Anybody reflecting upon the demise of the like of the Comprehensive Area Agreement (CAA) or some of those quantitative metrics instituted by the Audit Commission would do well to read a paper from the Canadian journal Studies in Political Economy by Donna Baines (Volume 77, Spring 2006).

The paper is one of many attacks I’ve read in the last few years on New Public Management, which despite it now being seriously derided by the academic class who once supported it, is still part of the toolkit of those managers trained in its halcyon days, who tend to be senior managers in 2010!

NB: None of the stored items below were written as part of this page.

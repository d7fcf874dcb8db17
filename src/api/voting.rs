//! Credential issuance, ballot casting and results.

use chrono::{DateTime, Utc};
use mongodb::bson::doc;
use mongodb::{Client, Database};
use rocket::{futures::TryStreamExt, serde::json::Json, State};
use serde::{Deserialize, Serialize};

use crate::config::Config;
use crate::error::{Error, Result};
use crate::logging::CorrelationId;
use crate::model::{
    admin::Admin,
    audit::{self, AuditAction, AuditEntryCore, Performer},
    auth::{AuthToken, Capability},
    ballot::{Ballot, BallotAnswer, BallotCore},
    election::{self, Election, ElectionState},
    mongodb::{Coll, Id},
    token::{self, Issuance, VotingToken},
    voter::Voter,
};
use crate::tally::{self, TallyResult};

/// What an issuance request returns. The plaintext is present exactly when
/// the credential was freshly minted; it cannot be shown again.
#[derive(Debug, Clone, Serialize)]
pub struct CredentialResponse {
    pub credential: Option<String>,
    pub expires_at: DateTime<Utc>,
}

#[post("/elections/<id>/tokens")]
pub async fn request_token(
    auth: AuthToken<Voter>,
    id: Id,
    elections: Coll<Election>,
    voters: Coll<Voter>,
    tokens: Coll<VotingToken>,
    config: &State<Config>,
) -> Result<Json<CredentialResponse>> {
    auth.require(Capability::RequestCredential)?;

    let election = election::fetch_election(&elections, id).await?;
    let voter = voters
        .find_one(auth.id.as_doc(), None)
        .await?
        .ok_or_else(|| Error::not_found("This voter no longer exists"))?;

    let issuance = token::issue_for_voter(&tokens, config, &election, &voter, Utc::now()).await?;
    let response = match issuance {
        Issuance::Fresh {
            credential,
            metadata,
        } => CredentialResponse {
            credential: Some(credential),
            expires_at: metadata.expires_at,
        },
        Issuance::Existing(metadata) => CredentialResponse {
            credential: None,
            expires_at: metadata.expires_at,
        },
    };
    Ok(Json(response))
}

/// A ballot as submitted: the credential plaintext and the choice. Nothing
/// identifies the voter and no auth guard applies; the credential alone
/// proves the right to vote.
#[derive(Debug, Clone, Deserialize, Serialize)]
pub struct VoteRequest {
    pub token: String,
    pub answer: BallotAnswer,
}

/// Acknowledgement of a cast ballot.
#[derive(Debug, Clone, Serialize)]
pub struct BallotReceipt {
    pub ballot_id: Id,
    pub cast_at: DateTime<Utc>,
}

#[post("/elections/<id>/vote", format = "json", data = "<request>")]
pub async fn cast_vote(
    id: Id,
    request: Json<VoteRequest>,
    elections: Coll<Election>,
    tokens: Coll<VotingToken>,
    ballots: Coll<Ballot>,
    client: &State<Client>,
    config: &State<Config>,
) -> Result<Json<BallotReceipt>> {
    let request = request.into_inner();
    let election = election::fetch_election(&elections, id).await?;

    let now = Utc::now();
    election.check_accepting_votes(now)?;

    // Reject malformed answers before touching the credential.
    request.answer.validate(&election)?;

    let token_hash = token::credential_hash(&request.token, config);
    let voting_token = tokens
        .find_one(
            doc! { "election_id": id, "token_hash": token_hash.as_str() },
            None,
        )
        .await?
        .ok_or_else(|| Error::not_found("Unknown voting credential"))?;
    voting_token.check_redeemable(now)?;

    // Redemption and ballot insertion commit together or not at all. The
    // conditional update is the at-most-once guarantee: of two concurrent
    // redeemers, one matches zero documents.
    let ballot = Ballot {
        id: Id::new(),
        ballot: BallotCore {
            election_id: id,
            answer: request.answer,
            token_hash,
            cast_at: now,
        },
    };

    let mut session = client.start_session(None).await?;
    session.start_transaction(None).await?;

    // A concurrent close can commit between the check above and this point;
    // a fresh read inside the transaction makes the state error win.
    let live = elections
        .find_one_with_session(id.as_doc(), None, &mut session)
        .await?;
    if let Err(e) = election::confirm_accepting_votes(live.as_deref(), now) {
        session.abort_transaction().await?;
        return Err(e);
    }

    let redeemed = tokens
        .update_one_with_session(
            doc! { "_id": voting_token.id, "used": false },
            doc! { "$set": { "used": true } },
            None,
            &mut session,
        )
        .await?;
    if redeemed.modified_count == 0 {
        session.abort_transaction().await?;
        return Err(Error::AlreadyUsed);
    }
    ballots
        .insert_one_with_session(&ballot, None, &mut session)
        .await?;

    session.commit_transaction().await?;

    info!("Ballot {} cast in election {id}", ballot.id);
    Ok(Json(BallotReceipt {
        ballot_id: ballot.id,
        cast_at: now,
    }))
}

#[get("/elections/<id>/results", rank = 1)]
pub async fn results_admin(
    auth: AuthToken<Admin>,
    id: Id,
    db: &State<Database>,
    correlation: &CorrelationId,
) -> Result<Json<TallyResult>> {
    run_tally(db, id, Performer::Admin(auth.id), correlation).await
}

#[get("/elections/<id>/results", rank = 2)]
pub async fn results_voter(
    auth: AuthToken<Voter>,
    id: Id,
    db: &State<Database>,
    correlation: &CorrelationId,
) -> Result<Json<TallyResult>> {
    run_tally(db, id, Performer::Voter(auth.id), correlation).await
}

/// Count the ballots. The ballot set is immutable, so any two runs over the
/// same election agree; running early just shows the count so far.
async fn run_tally(
    db: &Database,
    id: Id,
    performer: Performer,
    correlation: &CorrelationId,
) -> Result<Json<TallyResult>> {
    let election = election::fetch_election(&Coll::from_db(db), id).await?;
    if matches!(
        election.state,
        ElectionState::Draft | ElectionState::Published
    ) {
        return Err(Error::state(
            "Results are only available once the election has opened",
        ));
    }

    let ballots: Vec<Ballot> = Coll::<Ballot>::from_db(db)
        .find(doc! { "election_id": id }, None)
        .await?
        .try_collect()
        .await?;
    let answers: Vec<BallotAnswer> = ballots.into_iter().map(|b| b.ballot.answer).collect();
    let result = tally::tally(&election, &answers);

    audit::append(
        &Coll::from_db(db),
        AuditEntryCore::new(
            AuditAction::TallyRun,
            performer,
            id,
            doc! { "ballots": answers.len() as i64 },
            correlation.to_string(),
        ),
    )
    .await?;

    Ok(Json(result))
}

With the paper’s focus on social services, its more than relevant in the current climate of attacks upon the performance of public employees in the caring professions. I would like to repeat some key words from the end of the conclusion on p.207/8:

“Instead of saving costs, increasing accountability, or enhancing performance, the introduction of NPM and other quantitatively oriented performance management schemes meets ideological goals. They make it clear that public and non-profit services are no longer operating on non-market logics of social caring or meeting human needs. Instead, social services are run on narrow, market-compatible management schemes, even if those schemes contradict the ostensible market goals of efficiency and productivity.”

I hope the new government in its challenge to the target culture and command & control behaviour of the Audit Commission takes heed from Canada, where they are obviously learning lessons.